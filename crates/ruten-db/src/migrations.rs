//! # Database Migrations
//!
//! Embedded SQL migrations for the Ruten bridge.
//!
//! ## Adding New Migrations
//!
//! 1. Create a new file in `migrations/sqlite/` with the next sequence number
//! 2. Name format: `NNN_description.sql` (e.g., `002_add_product_images.sql`)
//! 3. **NEVER** modify existing migrations - always add new ones

use sqlx::SqlitePool;
use tracing::info;

use crate::error::DbResult;

/// Embedded migrations from the `migrations/sqlite` directory.
///
/// ```text
/// migrations/sqlite/
/// └── 001_initial_schema.sql  # products, orders, categories, api_logs
/// ```
static MIGRATOR: sqlx::migrate::Migrator = sqlx::migrate!("../../migrations/sqlite");

/// Runs all pending database migrations.
pub async fn run_migrations(pool: &SqlitePool) -> DbResult<()> {
    info!("Checking for pending migrations");

    MIGRATOR.run(pool).await?;

    info!("All migrations applied successfully");
    Ok(())
}

/// Returns `(total_migrations, applied_migrations)` for diagnostics.
pub async fn migration_status(pool: &SqlitePool) -> DbResult<(usize, usize)> {
    let total = MIGRATOR.migrations.len();

    let applied: i64 = sqlx::query_scalar("SELECT COUNT(*) FROM _sqlx_migrations")
        .fetch_one(pool)
        .await
        .unwrap_or(0);

    Ok((total, applied as usize))
}
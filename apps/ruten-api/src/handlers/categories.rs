//! Store category handlers.

use axum::extract::rejection::{JsonRejection, QueryRejection};
use axum::extract::{Path, Query, State};
use axum::Json;
use serde::Deserialize;
use serde_json::Value;

use ruten_sync::reconciler;
use ruten_sync::CategoryChanges;

use super::{double_option, mirrored, required, success, sync_summary, SyncFlag};
use crate::error::{ApiError, ApiResult};
use crate::state::AppState;

#[derive(Debug, Deserialize)]
pub struct CreateCategoryRequest {
    pub name: Option<String>,
    /// Local id of the parent category.
    pub parent_id: Option<String>,
    #[serde(default)]
    pub sync_to_ruten: bool,
}

#[derive(Debug, Default, Deserialize)]
pub struct UpdateCategoryRequest {
    pub name: Option<String>,
    /// `null` moves the category to the root.
    #[serde(default, deserialize_with = "double_option")]
    pub parent_id: Option<Option<String>>,
    pub sync_to_ruten: Option<bool>,
}

pub async fn list_categories(State(state): State<AppState>) -> ApiResult<Json<Value>> {
    let categories = state.db.categories().list_all().await?;
    Ok(success(categories))
}

pub async fn get_category(
    State(state): State<AppState>,
    Path(id): Path<String>,
) -> ApiResult<Json<Value>> {
    let category = state
        .db
        .categories()
        .get_by_id(&id)
        .await?
        .ok_or_else(|| ApiError::not_found("Category", &id))?;
    Ok(success(category))
}

pub async fn create_category(
    State(state): State<AppState>,
    payload: Result<Json<CreateCategoryRequest>, JsonRejection>,
) -> ApiResult<Json<Value>> {
    let Json(body) = payload?;
    let name = body.name.ok_or_else(|| required("name"))?;
    let parent_id = body
        .parent_id
        .map(|id| id.trim().to_string())
        .filter(|id| !id.is_empty());

    let result = state
        .service()
        .create_category(&name, parent_id, body.sync_to_ruten)
        .await?;
    Ok(mirrored(result, |category| category))
}

pub async fn update_category(
    State(state): State<AppState>,
    Path(id): Path<String>,
    payload: Result<Json<UpdateCategoryRequest>, JsonRejection>,
) -> ApiResult<Json<Value>> {
    let Json(body) = payload?;
    let changes = CategoryChanges {
        name: body.name,
        parent_id: body.parent_id,
    };
    let result = state
        .service()
        .update_category(&id, changes, body.sync_to_ruten.unwrap_or(true))
        .await?;
    Ok(mirrored(result, |category| category))
}

/// Refused with a 409 while child categories exist.
pub async fn delete_category(
    State(state): State<AppState>,
    Path(id): Path<String>,
    flag: Result<Query<SyncFlag>, QueryRejection>,
) -> ApiResult<Json<Value>> {
    let Query(flag) = flag?;
    let result = state
        .service()
        .delete_category(&id, flag.sync_to_ruten.unwrap_or(true))
        .await?;
    Ok(mirrored(result, |category| category))
}

/// Pulls the marketplace category tree into the local store.
pub async fn sync_categories(State(state): State<AppState>) -> ApiResult<Json<Value>> {
    let client = state.client()?;
    let outcome = reconciler::pull_categories(client, &state.db.entity_store()).await?;
    Ok(sync_summary(outcome))
}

***

Exercise requirements:
Reproduce every record in full, keeping each one exactly as it reads.

Answer box:
filename crates/ruten-db/src/migrations.rs
//! # Database Migrations
//!
//! Embedded SQL migrations for the Ruten bridge.
//!
//! ## Adding New Migrations
//!
//! 1. Create a new file in `migrations/sqlite/` with the next sequence number
//! 2. Name format: `NNN_description.sql` (e.g., `002_add_product_images.sql`)
//! 3. **NEVER** modify existing migrations - always add new ones

use sqlx::SqlitePool;
use tracing::info;

use crate::error::DbResult;

/// Embedded migrations from the `migrations/sqlite` directory.
///
/// ```text
/// migrations/sqlite/
/// └── 001_initial_schema.sql  # products, orders, categories, api_logs
/// ```
static MIGRATOR: sqlx::migrate::Migrator = sqlx::migrate!("../../migrations/sqlite");

/// Runs all pending database migrations.
pub async fn run_migrations(pool: &SqlitePool) -> DbResult<()> {
    info!("Checking for pending migrations");

    MIGRATOR.run(pool).await?;

    info!("All migrations applied successfully");
    Ok(())
}

/// Returns `(total_migrations, applied_migrations)` for diagnostics.
pub async fn migration_status(pool: &SqlitePool) -> DbResult<(usize, usize)> {
    let total = MIGRATOR.migrations.len();

    let applied: i64 = sqlx::query_scalar("SELECT COUNT(*) FROM _sqlx_migrations")
        .fetch_one(pool)
        .await
        .unwrap_or(0);

    Ok((total, applied as usize))
}
filename apps/ruten-api/src/handlers/categories.rs
//! Store category handlers.

use axum::extract::rejection::{JsonRejection, QueryRejection};
use axum::extract::{Path, Query, State};
use axum::Json;
use serde::Deserialize;
use serde_json::Value;

use ruten_sync::reconciler;
use ruten_sync::CategoryChanges;

use super::{double_option, mirrored, required, success, sync_summary, SyncFlag};
use crate::error::{ApiError, ApiResult};
use crate::state::AppState;

#[derive(Debug, Deserialize)]
pub struct CreateCategoryRequest {
    pub name: Option<String>,
    /// Local id of the parent category.
    pub parent_id: Option<String>,
    #[serde(default)]
    pub sync_to_ruten: bool,
}

#[derive(Debug, Default, Deserialize)]
pub struct UpdateCategoryRequest {
    pub name: Option<String>,
    /// `null` moves the category to the root.
    #[serde(default, deserialize_with = "double_option")]
    pub parent_id: Option<Option<String>>,
    pub sync_to_ruten: Option<bool>,
}

pub async fn list_categories(State(state): State<AppState>) -> ApiResult<Json<Value>> {
    let categories = state.db.categories().list_all().await?;
    Ok(success(categories))
}

pub async fn get_category(
    State(state): State<AppState>,
    Path(id): Path<String>,
) -> ApiResult<Json<Value>> {
    let category = state
        .db
        .categories()
        .get_by_id(&id)
        .await?
        .ok_or_else(|| ApiError::not_found("Category", &id))?;
    Ok(success(category))
}

pub async fn create_category(
    State(state): State<AppState>,
    payload: Result<Json<CreateCategoryRequest>, JsonRejection>,
) -> ApiResult<Json<Value>> {
    let Json(body) = payload?;
    let name = body.name.ok_or_else(|| required("name"))?;
    let parent_id = body
        .parent_id
        .map(|id| id.trim().to_string())
        .filter(|id| !id.is_empty());

    let result = state
        .service()
        .create_category(&name, parent_id, body.sync_to_ruten)
        .await?;
    Ok(mirrored(result, |category| category))
}

pub async fn update_category(
    State(state): State<AppState>,
    Path(id): Path<String>,
    payload: Result<Json<UpdateCategoryRequest>, JsonRejection>,
) -> ApiResult<Json<Value>> {
    let Json(body) = payload?;
    let changes = CategoryChanges {
        name: body.name,
        parent_id: body.parent_id,
    };
    let result = state
        .service()
        .update_category(&id, changes, body.sync_to_ruten.unwrap_or(true))
        .await?;
    Ok(mirrored(result, |category| category))
}

/// Refused with a 409 while child categories exist.
pub async fn delete_category(
    State(state): State<AppState>,
    Path(id): Path<String>,
    flag: Result<Query<SyncFlag>, QueryRejection>,
) -> ApiResult<Json<Value>> {
    let Query(flag) = flag?;
    let result = state
        .service()
        .delete_category(&id, flag.sync_to_ruten.unwrap_or(true))
        .await?;
    Ok(mirrored(result, |category| category))
}

/// Pulls the marketplace category tree into the local store.
pub async fn sync_categories(State(state): State<AppState>) -> ApiResult<Json<Value>> {
    let client = state.client()?;
    let outcome = reconciler::pull_categories(client, &state.db.entity_store()).await?;
    Ok(sync_summary(outcome))
}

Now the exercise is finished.